В пастернаковском поэтическом лексиконе «Стихотворений Юрия Живаго» «растворение», к которому призывает еврейство Лара, соответствует коллизии «смерть-бессмертие»:

Жизнь ведь тоже только миг, Только растворенье Нас самих во всех других Как бы им в даренье

(№ 11 «Свадьба»)

Таким образом путь, предложенный автором сообществу, к которому он сам кровно принадлежал, - «смерть» национального самосознания, отказ от какого бы то ни было «избранничества» в истории для слияния с христианским миром, в котором и возможно обрести «вечную жизнь».

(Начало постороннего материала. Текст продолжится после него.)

//! Two-column text tables of `(x, y)` samples.
//!
//! The format is a header line `x\t\ty` followed by one line per sample,
//! with both columns in C-style scientific notation (`%e`) and separated
//! by two tabs:
//!
//! ```text
//! x		y
//! 0.000000e+00		1.000000e+01
//! 1.000000e+00		1.000000e+01
//! ```
use std::io::{self, BufRead, Write};

use itertools::Itertools;

const HEADER: &str = "x\t\ty";
const SEPARATOR: &str = "\t\t";

/// Format a value like C's `%e`: six digits after the decimal point
/// and an exponent with an explicit sign and at least two digits.
pub fn format_sci(v: f64) -> String {
    if v.is_nan() {
        return "nan".to_string();
    }
    if v.is_infinite() {
        return if v > 0.0 { "inf" } else { "-inf" }.to_string();
    }

    let s = format!("{v:.6e}");
    match s.split_once('e') {
        Some((mantissa, exp)) => {
            let exp: i32 = exp.parse().unwrap_or(0);
            let sign = if exp < 0 { '-' } else { '+' };
            format!("{mantissa}e{sign}{:02}", exp.abs())
        }
        None => s,
    }
}

/// Write samples as a table, header first.
///
/// # Errors
/// * If `x` and `y` differ in length
/// * If writing to the sink fails
pub fn write_table<W: Write>(sink: &mut W, x: &[f64], y: &[f64]) -> io::Result<()> {
    if x.len() != y.len() {
        return Err(io::Error::new(
            io::ErrorKind::InvalidInput,
            format!("Length mismatch: {} x values, {} y values", x.len(), y.len()),
        ));
    }

    writeln!(sink, "{HEADER}")?;
    for (&xi, &yi) in x.iter().zip_eq(y) {
        writeln!(sink, "{}{SEPARATOR}{}", format_sci(xi), format_sci(yi))?;
    }
    sink.flush()
}

/// Read a table written by [`write_table`], skipping the header line and any blank lines.
///
/// # Errors
/// * If reading fails
/// * If a line does not hold two parseable columns
pub fn read_table<R: BufRead>(reader: R) -> io::Result<(Vec<f64>, Vec<f64>)> {
    let mut x = Vec::new();
    let mut y = Vec::new();

    for (lineno, line) in reader.lines().enumerate().skip(1) {
        let line = line?;
        let line = line.trim();
        if line.is_empty() {
            continue;
        }

        let bad_line = || {
            io::Error::new(
                io::ErrorKind::InvalidData,
                format!("Bad table entry at line {}: {line:?}", lineno + 1),
            )
        };
        let (xs, ys) = line.split_once(SEPARATOR).ok_or_else(bad_line)?;
        x.push(xs.trim().parse::<f64>().map_err(|_| bad_line())?);
        y.push(ys.trim().parse::<f64>().map_err(|_| bad_line())?);
    }

    Ok((x, y))
}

Мысли эти не новы, и принадлежат они не Пастернаку. Идея полной ассимиляции еврейства неоднократно обсуждалась самими деятелями иудаизма. Одна из наиболее драматичных и оживленных дискуссий Нового времени на эту тему возникла в начале XIX века в Германии. На фоне этого сложного и противоречивого процесса в 1850 году и возникла знаменитая статья Р. Вагнера «Еврейство в музыке», снискавшая Вагнеру славу антисемита и предтечи фашизма. Однако эта статья, содержащая выпады против Мейербера и Мендельсона, как и ряд связанных с нею высказываний из других вагнеровских публикаций, могла бы так и остаться свидетельством дрязг и склок внутри профессионального клана, если бы не её заключительный абзац, выводящий личные обиды на просторы истории человечества, невнятный по смыслу и подвергавшийся впоследствии самым разнообразным интерпретациям. В нём Вагнер взывает к евреям: «Но знайте, что возможно лишь одно искупление от тяготеющего над вами проклятия: искупление Агасфера - гибель!» .

«Выстреливающее» в конце всей статьи слово многозначно: «и^егдапд» - это и заход солнца, и закат рода, и исчезновение цивилизации. Вагнер употребляет понятие, синонимичное тому «Dammerung», которое использовано им для названия самой трагичной из своих опер - финального опуса тетралогии.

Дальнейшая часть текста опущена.